── RECORDS TO USE
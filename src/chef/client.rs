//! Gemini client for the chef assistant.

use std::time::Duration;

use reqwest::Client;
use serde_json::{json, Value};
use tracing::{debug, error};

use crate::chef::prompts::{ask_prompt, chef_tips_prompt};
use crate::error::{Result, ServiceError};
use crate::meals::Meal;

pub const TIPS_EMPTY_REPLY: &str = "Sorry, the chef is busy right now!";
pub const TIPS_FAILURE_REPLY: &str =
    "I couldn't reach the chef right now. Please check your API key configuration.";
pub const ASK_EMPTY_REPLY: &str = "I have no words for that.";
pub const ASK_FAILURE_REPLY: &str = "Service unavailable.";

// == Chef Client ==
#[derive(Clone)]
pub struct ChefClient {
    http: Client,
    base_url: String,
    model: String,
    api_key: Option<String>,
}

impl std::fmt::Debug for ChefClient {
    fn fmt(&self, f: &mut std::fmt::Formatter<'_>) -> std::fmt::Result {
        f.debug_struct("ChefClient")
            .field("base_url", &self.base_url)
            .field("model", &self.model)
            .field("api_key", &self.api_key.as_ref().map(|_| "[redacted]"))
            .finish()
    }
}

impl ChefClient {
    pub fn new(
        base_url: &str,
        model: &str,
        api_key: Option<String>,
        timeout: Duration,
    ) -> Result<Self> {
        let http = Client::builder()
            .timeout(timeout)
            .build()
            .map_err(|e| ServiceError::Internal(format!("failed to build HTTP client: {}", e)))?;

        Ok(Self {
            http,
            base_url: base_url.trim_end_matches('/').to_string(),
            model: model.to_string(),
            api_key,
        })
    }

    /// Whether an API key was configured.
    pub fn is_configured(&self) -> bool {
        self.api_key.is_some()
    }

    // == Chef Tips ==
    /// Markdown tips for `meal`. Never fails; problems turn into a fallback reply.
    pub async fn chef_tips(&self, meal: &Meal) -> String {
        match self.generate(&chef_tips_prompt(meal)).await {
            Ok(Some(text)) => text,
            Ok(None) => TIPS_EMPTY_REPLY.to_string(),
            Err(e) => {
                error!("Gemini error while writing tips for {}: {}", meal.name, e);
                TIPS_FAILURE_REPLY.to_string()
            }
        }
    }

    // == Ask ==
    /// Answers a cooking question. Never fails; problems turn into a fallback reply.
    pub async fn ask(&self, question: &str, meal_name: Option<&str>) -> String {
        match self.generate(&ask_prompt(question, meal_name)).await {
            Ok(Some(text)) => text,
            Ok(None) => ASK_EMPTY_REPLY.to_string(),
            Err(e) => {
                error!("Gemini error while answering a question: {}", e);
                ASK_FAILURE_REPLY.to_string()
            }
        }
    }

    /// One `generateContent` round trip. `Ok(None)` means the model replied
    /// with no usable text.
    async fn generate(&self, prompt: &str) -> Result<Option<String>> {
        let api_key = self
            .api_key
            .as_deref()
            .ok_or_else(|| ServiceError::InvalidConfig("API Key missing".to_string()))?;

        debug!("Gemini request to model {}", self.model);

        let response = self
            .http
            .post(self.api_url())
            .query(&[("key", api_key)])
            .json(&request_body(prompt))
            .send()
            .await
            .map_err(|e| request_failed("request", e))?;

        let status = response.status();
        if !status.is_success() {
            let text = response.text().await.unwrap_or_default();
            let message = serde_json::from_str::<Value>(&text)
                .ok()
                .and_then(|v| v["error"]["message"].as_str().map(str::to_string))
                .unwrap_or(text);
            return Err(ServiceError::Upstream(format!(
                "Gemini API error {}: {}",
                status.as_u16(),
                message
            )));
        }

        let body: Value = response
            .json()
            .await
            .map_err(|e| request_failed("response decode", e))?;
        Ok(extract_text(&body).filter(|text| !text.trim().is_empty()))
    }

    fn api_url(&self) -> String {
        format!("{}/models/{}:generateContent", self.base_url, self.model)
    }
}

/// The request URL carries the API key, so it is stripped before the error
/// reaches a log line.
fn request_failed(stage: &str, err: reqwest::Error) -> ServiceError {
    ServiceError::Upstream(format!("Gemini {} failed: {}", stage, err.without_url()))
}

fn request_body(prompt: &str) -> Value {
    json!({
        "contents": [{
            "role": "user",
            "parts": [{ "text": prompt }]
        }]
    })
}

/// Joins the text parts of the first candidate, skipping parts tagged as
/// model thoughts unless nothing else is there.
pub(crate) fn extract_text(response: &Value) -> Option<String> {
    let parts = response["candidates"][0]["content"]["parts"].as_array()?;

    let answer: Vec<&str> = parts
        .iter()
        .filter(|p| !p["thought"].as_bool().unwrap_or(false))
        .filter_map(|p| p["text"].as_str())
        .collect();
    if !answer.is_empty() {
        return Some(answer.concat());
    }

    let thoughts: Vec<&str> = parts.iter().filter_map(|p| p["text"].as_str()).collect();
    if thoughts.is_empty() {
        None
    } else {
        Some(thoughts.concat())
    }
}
────
WORK TO COMPLETE: Each line above with the word "while" must be returned.

EXERCISE SOLUTION:
                error!("Gemini error while writing tips for {}: {}", meal.name, e);
                error!("Gemini error while answering a question: {}", e);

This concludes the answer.